After already releasing a bulletin in July warning investors about the potential risks associated with initial coin offerings, the Securities and Exchange Commission may be getting closer to cracking down on token sales after it charged a businessman and two of his companies with defrauding investors through ICOs.
In a statement announcing the charges, the SEC alleges that Maksim Zaslavskiy and two of his companies “have been selling unregistered securities, and the digital tokens or coins being peddled don’t really exist.” Investors in Zaslavskiy’s two companies – REcoin Group Foundation and DRC World (also known as Diamond Reserve Club) – were allegedly “told they can expect sizeable returns from the companies’ operations when neither has any real operations.”

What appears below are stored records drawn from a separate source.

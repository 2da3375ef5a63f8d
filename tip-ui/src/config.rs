//! Application configuration loaded from TOML.
//!
//! Every field is optional in the file; missing fields take the defaults
//! below.
//!
//! ```toml
//! locale = "de-DE"
//! default_tip_percent = 20
//! press_reset_ms = 150
//! ```

use std::path::{Path, PathBuf};
use std::time::Duration;

use serde::Deserialize;
use thiserror::Error;
use tip_core::{CurrencyError, CurrencyFormat};

use crate::controller::PRESS_RESET_DELAY;

#[derive(Debug, Error)]
pub enum ConfigError {
    #[error("cannot read config file '{path}': {source}")]
    Read {
        path: PathBuf,
        #[source]
        source: std::io::Error,
    },

    #[error("invalid config file '{path}': {source}")]
    Parse {
        path: PathBuf,
        #[source]
        source: toml::de::Error,
    },

    #[error(transparent)]
    Locale(#[from] CurrencyError),
}

#[derive(Debug, Clone, PartialEq, Deserialize)]
#[serde(default)]
pub struct AppConfig {
    /// Currency locale tag, e.g. `en-US`.
    pub locale: String,
    /// Initial slider position.
    pub default_tip_percent: f32,
    /// How long the calculate button stays pressed, in milliseconds.
    pub press_reset_ms: u64,
}

impl Default for AppConfig {
    fn default() -> Self {
        Self {
            locale: "en-US".to_string(),
            default_tip_percent: 15.0,
            press_reset_ms: PRESS_RESET_DELAY.as_millis() as u64,
        }
    }
}

impl AppConfig {
    /// Reads and parses a config file. The locale is checked later by
    /// [`AppConfig::resolve_currency`].
    pub fn load(path: &Path) -> Result<Self, ConfigError> {
        let text = std::fs::read_to_string(path).map_err(|source| ConfigError::Read {
            path: path.to_path_buf(),
            source,
        })?;
        let config = Self::from_toml(&text).map_err(|source| ConfigError::Parse {
            path: path.to_path_buf(),
            source,
        })?;
        tracing::debug!(path = %path.display(), ?config, "loaded config");
        Ok(config)
    }

    pub fn from_toml(text: &str) -> Result<Self, toml::de::Error> {
        toml::from_str(text)
    }

    /// Currency format for `locale_override` when given, else for the
    /// configured locale. Only the locale actually used is validated.
    pub fn resolve_currency(
        &self,
        locale_override: Option<&str>,
    ) -> Result<CurrencyFormat, ConfigError> {
        let locale = locale_override.unwrap_or(&self.locale);
        Ok(CurrencyFormat::for_locale(locale)?)
    }

    pub fn press_reset_delay(&self) -> Duration {
        Duration::from_millis(self.press_reset_ms)
    }
}

#[cfg(test)]
mod tests {
    use std::io::Write;

    use pretty_assertions::assert_eq;

    use super::*;

    #[test]
    fn empty_file_gives_defaults() {
        let config = AppConfig::from_toml("").unwrap();

        assert_eq!(config, AppConfig::default());
        assert_eq!(config.press_reset_delay(), Duration::from_millis(150));
    }

    #[test]
    fn partial_file_keeps_other_defaults() {
        let config = AppConfig::from_toml("locale = \"ja-JP\"").unwrap();

        assert_eq!(config.locale, "ja-JP");
        assert_eq!(config.default_tip_percent, 15.0);
        assert_eq!(config.resolve_currency(None).unwrap(), CurrencyFormat::ja_jp());
    }

    #[test]
    fn wrong_field_type_is_a_parse_error() {
        assert!(AppConfig::from_toml("press_reset_ms = \"soon\"").is_err());
    }

    #[test]
    fn load_reports_missing_file() {
        let err = AppConfig::load(Path::new("/nonexistent/tip-time.toml")).unwrap_err();

        assert!(matches!(err, ConfigError::Read { .. }));
    }

    fn write_config(
        name: &str,
        contents: &str,
    ) -> PathBuf {
        let path = std::env::temp_dir().join(format!("tip-time-{name}-{}.toml", std::process::id()));
        let mut file = std::fs::File::create(&path).unwrap();
        writeln!(file, "{contents}").unwrap();
        path
    }

    #[test]
    fn load_defers_locale_validation() {
        let path = write_config("bad-locale", "locale = \"tlh-KX\"");

        let config = AppConfig::load(&path);
        std::fs::remove_file(&path).unwrap();
        let config = config.unwrap();

        assert!(matches!(
            config.resolve_currency(None),
            Err(ConfigError::Locale(CurrencyError::UnknownLocale(_)))
        ));
    }

    #[test]
    fn locale_override_wins_over_invalid_file_locale() {
        let path = write_config("override", "locale = \"tlh-KX\"");

        let config = AppConfig::load(&path);
        std::fs::remove_file(&path).unwrap();
        let config = config.unwrap();

        assert_eq!(config.resolve_currency(Some("fr-FR")).unwrap(), CurrencyFormat::fr_fr());
    }

    #[test]
    fn invalid_override_is_reported() {
        let config = AppConfig::default();

        assert!(matches!(
            config.resolve_currency(Some("xx")),
            Err(ConfigError::Locale(CurrencyError::UnknownLocale(_)))
        ));
    }
}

Zaslavskiy allegedly touted REcoin as “The First Ever Cryptocurrency Backed by Real Estate.” Alleged misstatements to REcoin investors included that the company had a “team of lawyers, professionals, brokers, and accountants” that would invest REcoin’s ICO proceeds into real estate when in fact none had been hired or even consulted. Zaslavskiy and REcoin allegedly misrepresented they had raised between $2 million and $4 million from investors when the actual amount is approximately $300,000.
Zaslavkiy then allegedly carried that scheme over to the Diamond Reserve Club “which purportedly invests in diamonds and obtains discounts with product retailers for individuals who purchase ‘memberships’ in the company.”
The SEC obtained an emergency court order that has frozen the assets of Zaslavskiy and his companies.
“Investors should be wary of companies touting ICOs as a way to generate outsized returns,” Andrew M. Calamari, Director of the SEC’s New York Regional Office, said in a statement. “As alleged in our complaint, Zaslavskiy lured investors with false promises of sizeable returns from novel technology.”